One of the most dangerous health risks from tattooing is malignant tumors, including malignant melanoma (see Kircik, et al., Malignant Melanoma in a Tattoo, 32 Int'l J. Dermatol. 297-98 [1993]), basal cell carcinoma (see Doumat, et al., Basal Cell Carcinoma in a Tattoo, 208 Dermatol. 181-82 [2004]), squamous cell carcinoma (see McQuarrie, Squamous-Cell Carcinoma Arising in a Tattoo, 49 Minn. Med. 799-801 [1966]), and primary non-Hodgkin lymphoma (see Armiger & Caldwell, Primary Lesion of a Non-Hodgkin's Lymphoma Occurring in a Skin Tattoo: Case Report, 62 Plast. Reconstr. Surg. 125-27 [1978]).

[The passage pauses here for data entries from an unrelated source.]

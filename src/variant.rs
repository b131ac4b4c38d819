//! Process-wide active variant selection.
//!
//! The active variant decides which overlay files (`dev`, `prod`, `local`)
//! are layered on top of base configuration files when a resolution call
//! does not name a variant itself. It is a plain last-write-wins global:
//! resolution reads it exactly once per call, and concurrent calls observe
//! whatever value is current at that moment. Callers that need isolation
//! pass an explicit variant instead of relying on the registry.

use arc_swap::ArcSwap;
use std::sync::{Arc, LazyLock};
use tracing::info;

/// Variant assumed when none has been set.
pub const DEFAULT_VARIANT: &str = "local";

static ACTIVE: LazyLock<ArcSwap<String>> =
    LazyLock::new(|| ArcSwap::from_pointee(DEFAULT_VARIANT.to_string()));

/// Set the active variant for every subsequent no-variant resolution call.
///
/// Unconditionally overwrites the previous value; calls already in flight
/// keep the value they captured.
pub fn set_active(variant: impl Into<String>) {
    let variant = variant.into();
    info!(variant = %variant, "setting active config variant");
    ACTIVE.store(Arc::new(variant));
}

/// Snapshot the currently active variant.
pub fn active() -> Arc<String> {
    ACTIVE.load_full()
}
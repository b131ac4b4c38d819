//! Resolution of layered configuration types.
//!
//! Ties the pieces together: pick the variant, compute the ordered file
//! list (base files first, then their variant overlays), load every layer,
//! fold them left-to-right, and construct the target type from the merged
//! mapping.

use crate::declare::{LayeredConfig, declared_files};
use crate::error::ConfigError;
use crate::merge::deep_merge_all;
use crate::path::LogicalPath;
use crate::source::{SourceReader, load_all};
use crate::variant;
use serde_json::Value;
use tracing::{debug, info};

/// Resolves configuration types against a source.
///
/// Every call is computed independently from the current registry state and
/// the current source contents; nothing is cached between calls.
#[derive(Debug, Clone)]
pub struct Resolver<S> {
    source: S,
}

impl<S: SourceReader> Resolver<S> {
    /// Create a resolver reading from `source`.
    pub fn new(source: S) -> Self {
        Self { source }
    }

    /// Resolve `T` using its declared files and the active variant.
    pub fn load<T: LayeredConfig>(&self) -> Result<T, ConfigError> {
        self.load_with(None, None)
    }

    /// Resolve `T`, optionally overriding the variant and the base files.
    ///
    /// An explicit `variant` takes precedence over the process-wide active
    /// variant, which is read exactly once, here. When `override_paths` is
    /// given the type's declaration is never consulted, so a type with an
    /// unusable declaration still resolves. Without an override, declaration
    /// failures surface as [`ConfigError::ConfigFilesRequired`].
    pub fn load_with<T: LayeredConfig>(
        &self,
        variant: Option<&str>,
        override_paths: Option<&[&str]>,
    ) -> Result<T, ConfigError> {
        let type_name = std::any::type_name::<T>();
        info!(type_name, "resolving layered config");

        let variant = match variant {
            Some(explicit) => explicit.to_string(),
            None => {
                let active = variant::active();
                debug!(variant = %active, "using active variant from registry");
                active.as_str().to_string()
            }
        };

        let base_paths: Vec<LogicalPath> = match override_paths {
            Some(paths) => {
                debug!(?paths, "using override config files");
                paths.iter().map(|p| LogicalPath::parse(p)).collect()
            }
            None => declared_files::<T>().map_err(|reason| {
                ConfigError::ConfigFilesRequired { type_name, reason }
            })?,
        };

        let mut all_paths = base_paths.clone();
        all_paths.extend(base_paths.iter().map(|p| p.with_variant(&variant)));
        debug!(
            files = ?all_paths.iter().map(|p| p.to_string()).collect::<Vec<_>>(),
            "computed load order"
        );

        let layers = load_all(&self.source, &all_paths)?;
        let merged = deep_merge_all(layers.into_iter().map(|layer| layer.value));

        construct::<T>(merged)
    }
}

/// Construct `T` from the merged mapping.
///
/// Field presence, value types, and unknown-key rejection are all serde's
/// concern; failures are surfaced unchanged.
fn construct<T: LayeredConfig>(merged: Value) -> Result<T, ConfigError> {
    serde_json::from_value(merged).map_err(|source| ConfigError::Validation {
        type_name: std::any::type_name::<T>(),
        source,
    })
}
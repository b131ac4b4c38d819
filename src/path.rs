//! Logical configuration paths and variant overlay derivation.
//!
//! A logical path names a configuration file independently of any concrete
//! filesystem layout: `configs/base.yml` at declaration time, re-expressed
//! as `configs.base.yml` canonically. This module is pure string
//! manipulation; nothing here touches the filesystem or knows whether a
//! derived path exists.

use std::fmt;

/// A logical file path split into its location and file-name portions.
///
/// The location is a dot-delimited segment chain (`configs.nested`), the
/// file name carries the extension (`base.yml`). Overlay derivation inserts
/// the variant between the file stem and the extension, so the overlay of
/// `configs.base.yml` for variant `prod` is `configs.base.prod.yml`.
#[derive(Debug, Clone, PartialEq, Eq)]
pub struct LogicalPath {
    location: String,
    file_name: String,
}

impl LogicalPath {
    /// Parse a dot-or-slash-delimited logical path.
    ///
    /// Slashes are normalized to dots first. The last two dot-segments form
    /// the file name (`name.extension`); everything before them is the
    /// location. Paths with fewer than three segments have an empty location.
    pub fn parse(raw: &str) -> Self {
        let dotted = raw.replace('/', ".");
        let segments: Vec<&str> = dotted.split('.').collect();

        if segments.len() <= 2 {
            Self {
                location: String::new(),
                file_name: dotted,
            }
        } else {
            let split_at = segments.len() - 2;
            Self {
                location: segments[..split_at].join("."),
                file_name: segments[split_at..].join("."),
            }
        }
    }

    /// The dot-delimited location portion, empty for top-level files.
    pub fn location(&self) -> &str {
        &self.location
    }

    /// The file-name portion, extension included.
    pub fn file_name(&self) -> &str {
        &self.file_name
    }

    /// Derive the overlay path for `variant`.
    ///
    /// The variant is inserted as a new segment immediately before the
    /// extension. An empty variant still inserts an empty segment; the
    /// resulting path simply names a file that will not exist.
    pub fn with_variant(&self, variant: &str) -> Self {
        let mut segments: Vec<&str> = self.file_name.split('.').collect();
        segments.insert(segments.len() - 1, variant);
        Self {
            location: self.location.clone(),
            file_name: segments.join("."),
        }
    }
}

impl fmt::Display for LogicalPath {
    fn fmt(&self, f: &mut fmt::Formatter<'_>) -> fmt::Result {
        if self.location.is_empty() {
            write!(f, "{}", self.file_name)
        } else {
            write!(f, "{}.{}", self.location, self.file_name)
        }
    }
}

/// Derive the overlay path string for a logical path and variant.
///
/// # Example
/// ```
/// use confstack::overlay_path;
///
/// assert_eq!(overlay_path("a/b.yml", "prod"), "a.b.prod.yml");
/// ```
pub fn overlay_path(path: &str, variant: &str) -> String {
    LogicalPath::parse(path).with_variant(variant).to_string()
}

/// Compute the full ordered load list for a set of base paths.
///
/// Base paths come first, verbatim and in declaration order, followed by one
/// overlay per base path in the same order. Overlays therefore always load
/// after every base file and override them on conflict.
///
/// # Example
/// ```
/// use confstack::full_load_order;
///
/// assert_eq!(
///     full_load_order(&["a.yml", "b.yml"], "dev"),
///     vec!["a.yml", "b.yml", "a.dev.yml", "b.dev.yml"],
/// );
/// ```
pub fn full_load_order(paths: &[&str], variant: &str) -> Vec<String> {
    let mut ordered: Vec<String> = paths.iter().map(|p| p.to_string()).collect();
    ordered.extend(paths.iter().map(|p| overlay_path(p, variant)));
    ordered
}
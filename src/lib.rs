//! Layered configuration resolution.
//!
//! Configuration types declare their base files; resolution layers the
//! active variant's overlay files on top (`configs/app.yml` plus
//! `configs.app.prod.yml`), deep-merges every layer left-to-right, and
//! constructs the type from the merged mapping through serde.
//!
//! ```
//! use confstack::{LayeredConfig, MemorySource, Resolver};
//! use serde::Deserialize;
//!
//! #[derive(Debug, Deserialize)]
//! struct AppConfig {
//!     timeout: u64,
//!     endpoint: String,
//! }
//!
//! impl LayeredConfig for AppConfig {
//!     fn config_files() -> &'static [&'static str] {
//!         &["configs/app.yml"]
//!     }
//! }
//!
//! let source = MemorySource::new()
//!     .with_file("configs/app.yml", "timeout: 10\nendpoint: http://localhost\n")
//!     .with_file("configs/app.prod.yml", "endpoint: https://api.example.com\n");
//!
//! let config: AppConfig = Resolver::new(source)
//!     .load_with(Some("prod"), None)
//!     .unwrap();
//! assert_eq!(config.timeout, 10);
//! assert_eq!(config.endpoint, "https://api.example.com");
//! ```

pub mod declare;
pub mod error;
pub mod merge;
pub mod path;
pub mod resolver;
pub mod source;
pub mod variant;

pub use declare::{LayeredConfig, declared_files};
pub use error::{ConfigError, DeclarationError};
pub use merge::{backfill_profiles, deep_merge, deep_merge_all};
pub use path::{LogicalPath, full_load_order, overlay_path};
pub use resolver::Resolver;
pub use source::{DirSource, Layer, MemorySource, SourceReader, load_all};
pub use variant::{DEFAULT_VARIANT, active, set_active};
//! Integration tests for end-to-end configuration resolution.
//!
//! Exercises the full pipeline over a real directory tree: declared base
//! files, variant overlay derivation, ordered loading, deep merge, and
//! serde construction.

use confstack::{ConfigError, DirSource, LayeredConfig, Resolver};
use serde::Deserialize;
use serde_json::Value;
use std::path::Path;
use tempfile::TempDir;

#[derive(Debug, Deserialize, PartialEq)]
#[serde(deny_unknown_fields)]
struct ServiceConfig {
    timeout: u64,
    #[serde(default)]
    nested: serde_json::Map<String, Value>,
}

impl LayeredConfig for ServiceConfig {
    fn config_files() -> &'static [&'static str] {
        &["configs/service.yml"]
    }
}

#[derive(Debug, Deserialize)]
struct NoDeclaration {
    timeout: u64,
}

impl LayeredConfig for NoDeclaration {
    fn config_files() -> &'static [&'static str] {
        &[]
    }
}

fn init_tracing() {
    let _ = tracing_subscriber::fmt()
        .with_env_filter(tracing_subscriber::EnvFilter::from_default_env())
        .with_test_writer()
        .try_init();
}

/// Write `content` at `relative` under the fixture root.
fn write_config(root: &Path, relative: &str, content: &str) {
    let path = root.join(relative);
    std::fs::create_dir_all(path.parent().unwrap()).expect("failed to create config dir");
    std::fs::write(path, content).expect("failed to write config file");
}

fn base_fixture() -> TempDir {
    init_tracing();
    let temp = TempDir::new().expect("failed to create temp dir");
    write_config(
        temp.path(),
        "configs/service.yml",
        "timeout: 10\nnested:\n  a: 1\n  b: 2\n",
    );
    temp
}

mod overlay_precedence {
    use super::*;

    #[test]
    fn missing_overlay_leaves_base_unchanged() {
        let temp = base_fixture();
        let resolver = Resolver::new(DirSource::new(temp.path()));

        let config: ServiceConfig = resolver.load_with(Some("prod"), None).unwrap();
        assert_eq!(config.timeout, 10);
        assert_eq!(config.nested["a"], 1);
        assert_eq!(config.nested["b"], 2);
    }

    #[test]
    fn overlay_overrides_one_nested_field_keeps_siblings() {
        let temp = base_fixture();
        write_config(temp.path(), "configs/service.prod.yml", "nested:\n  b: 99\n");
        let resolver = Resolver::new(DirSource::new(temp.path()));

        let config: ServiceConfig = resolver.load_with(Some("prod"), None).unwrap();
        assert_eq!(config.timeout, 10);
        assert_eq!(config.nested["a"], 1);
        assert_eq!(config.nested["b"], 99);
    }

    #[test]
    fn overlays_are_selected_by_variant() {
        let temp = base_fixture();
        write_config(temp.path(), "configs/service.prod.yml", "timeout: 60\n");
        write_config(temp.path(), "configs/service.dev.yml", "timeout: 1\n");
        let resolver = Resolver::new(DirSource::new(temp.path()));

        let prod: ServiceConfig = resolver.load_with(Some("prod"), None).unwrap();
        let dev: ServiceConfig = resolver.load_with(Some("dev"), None).unwrap();
        assert_eq!(prod.timeout, 60);
        assert_eq!(dev.timeout, 1);
    }

    #[test]
    fn empty_overlay_file_changes_nothing() {
        let temp = base_fixture();
        write_config(temp.path(), "configs/service.prod.yml", "");
        let resolver = Resolver::new(DirSource::new(temp.path()));

        let config: ServiceConfig = resolver.load_with(Some("prod"), None).unwrap();
        assert_eq!(config.timeout, 10);
    }
}

mod override_paths {
    use super::*;

    #[test]
    fn override_bypasses_invalid_declaration() {
        let temp = TempDir::new().unwrap();
        write_config(temp.path(), "alt/service.yml", "timeout: 7\n");
        let resolver = Resolver::new(DirSource::new(temp.path()));

        let config: NoDeclaration = resolver
            .load_with(Some("prod"), Some(&["alt/service.yml"]))
            .unwrap();
        assert_eq!(config.timeout, 7);
    }

    #[test]
    fn invalid_declaration_without_override_is_config_files_required() {
        let temp = TempDir::new().unwrap();
        let resolver = Resolver::new(DirSource::new(temp.path()));

        let err = resolver
            .load_with::<NoDeclaration>(Some("prod"), None)
            .unwrap_err();
        let ConfigError::ConfigFilesRequired { type_name, .. } = err else {
            panic!("expected ConfigFilesRequired, got {err}");
        };
        assert!(type_name.contains("NoDeclaration"));
    }

    #[test]
    fn override_paths_still_get_variant_overlays() {
        let temp = TempDir::new().unwrap();
        write_config(temp.path(), "alt/service.yml", "timeout: 7\n");
        write_config(temp.path(), "alt/service.prod.yml", "timeout: 8\n");
        let resolver = Resolver::new(DirSource::new(temp.path()));

        let config: NoDeclaration = resolver
            .load_with(Some("prod"), Some(&["alt/service.yml"]))
            .unwrap();
        assert_eq!(config.timeout, 8);
    }
}

mod failure_modes {
    use super::*;

    #[test]
    fn malformed_yaml_aborts_resolution() {
        let temp = base_fixture();
        write_config(temp.path(), "configs/service.prod.yml", "nested: [broken\n");
        let resolver = Resolver::new(DirSource::new(temp.path()));

        let err = resolver
            .load_with::<ServiceConfig>(Some("prod"), None)
            .unwrap_err();
        let ConfigError::SourceLoad { path, .. } = err else {
            panic!("expected SourceLoad, got {err}");
        };
        assert_eq!(path, "configs.service.prod.yml");
    }

    #[test]
    fn unknown_key_rejected_at_construction() {
        let temp = base_fixture();
        write_config(temp.path(), "configs/service.prod.yml", "surprise: true\n");
        let resolver = Resolver::new(DirSource::new(temp.path()));

        let err = resolver
            .load_with::<ServiceConfig>(Some("prod"), None)
            .unwrap_err();
        assert!(matches!(err, ConfigError::Validation { .. }));
    }

    #[test]
    fn missing_required_field_rejected_at_construction() {
        let temp = TempDir::new().unwrap();
        write_config(temp.path(), "configs/service.yml", "nested:\n  a: 1\n");
        let resolver = Resolver::new(DirSource::new(temp.path()));

        let err = resolver
            .load_with::<ServiceConfig>(Some("prod"), None)
            .unwrap_err();
        assert!(matches!(err, ConfigError::Validation { .. }));
    }
}

mod multiple_base_files {
    use super::*;

    #[derive(Debug, Deserialize)]
    struct CombinedConfig {
        timeout: u64,
        endpoint: String,
    }

    impl LayeredConfig for CombinedConfig {
        fn config_files() -> &'static [&'static str] {
            &["configs/defaults.yml", "configs/service.yml"]
        }
    }

    #[test]
    fn later_base_wins_then_any_overlay_wins() {
        let temp = TempDir::new().unwrap();
        write_config(
            temp.path(),
            "configs/defaults.yml",
            "timeout: 1\nendpoint: http://localhost\n",
        );
        write_config(temp.path(), "configs/service.yml", "timeout: 2\n");
        write_config(temp.path(), "configs/defaults.prod.yml", "timeout: 3\n");
        let resolver = Resolver::new(DirSource::new(temp.path()));

        let config: CombinedConfig = resolver.load_with(Some("prod"), None).unwrap();
        // configs/defaults.prod.yml loads after both base files.
        assert_eq!(config.timeout, 3);
        assert_eq!(config.endpoint, "http://localhost");
    }
}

An alternative to traditional tattooing, cryogenic hypopigmentation, involves applying a protective design template to the skin and then using a cryogenic agent (such as liquid nitrogen) to freeze the exposed portions of the skin, thereby destroying the dermal melanocytes and hypopigmenting the exposed tissue. See Method for Producing a Permanent or Nearly Permanent Skin Image, Design or Tattoo by Freezing the Skin, U.S. Patent Publication No. 20110257642 (published Oct. 20, 2011) (Charles Sherman Griggs, III, applicant). From a health perspective, the abandonment of pigments could overcome many of the serious health risks associated with traditional tattooing. The use of cryogen agents, however, poses a whole new set of health risks including thermal burns, frostbite, skin adhesion to frozen metals and skin tears, asphyxiation, toxicity, and explosion due to rapid expansion.
From a regrets perspective, the cryogenic hypopigmentation approach may be more appealing because a hypopigmented design on the skin will tend to be more apparent on tanned skin on the summer—when the preference for getting tattoos is highest—and less apparent on pale skin in the winter—when regrets and the associated preference for removing tattoos is highest. On the other hand, it is difficult to achieve highly detailed designs with cryogenic hypopigmentation. The templates can only accommodate a limited amount of detail, so this approach will be limited to simpler, grosser designs, which will tend to me less unique and less appealing. In addition, it is difficult to restrict the effects of dermal freezing to the exposed tissue, as it tends to bleed under the borders of the template. The borders of the design will therefore be uneven and imprecise, thereby producing a less appealing design. As a result, regrets and removal may run just as with this approach as with the traditional tattooing approach.
There is therefore a need for a method of tattooing that reduces or eliminates the safety risks of tattoo needles, tattoo pigments, and cryogenic agents, as well as the regrets from the winter design visibility of traditional tattoos and the lack of refinement of cryogenic hypopigmentation.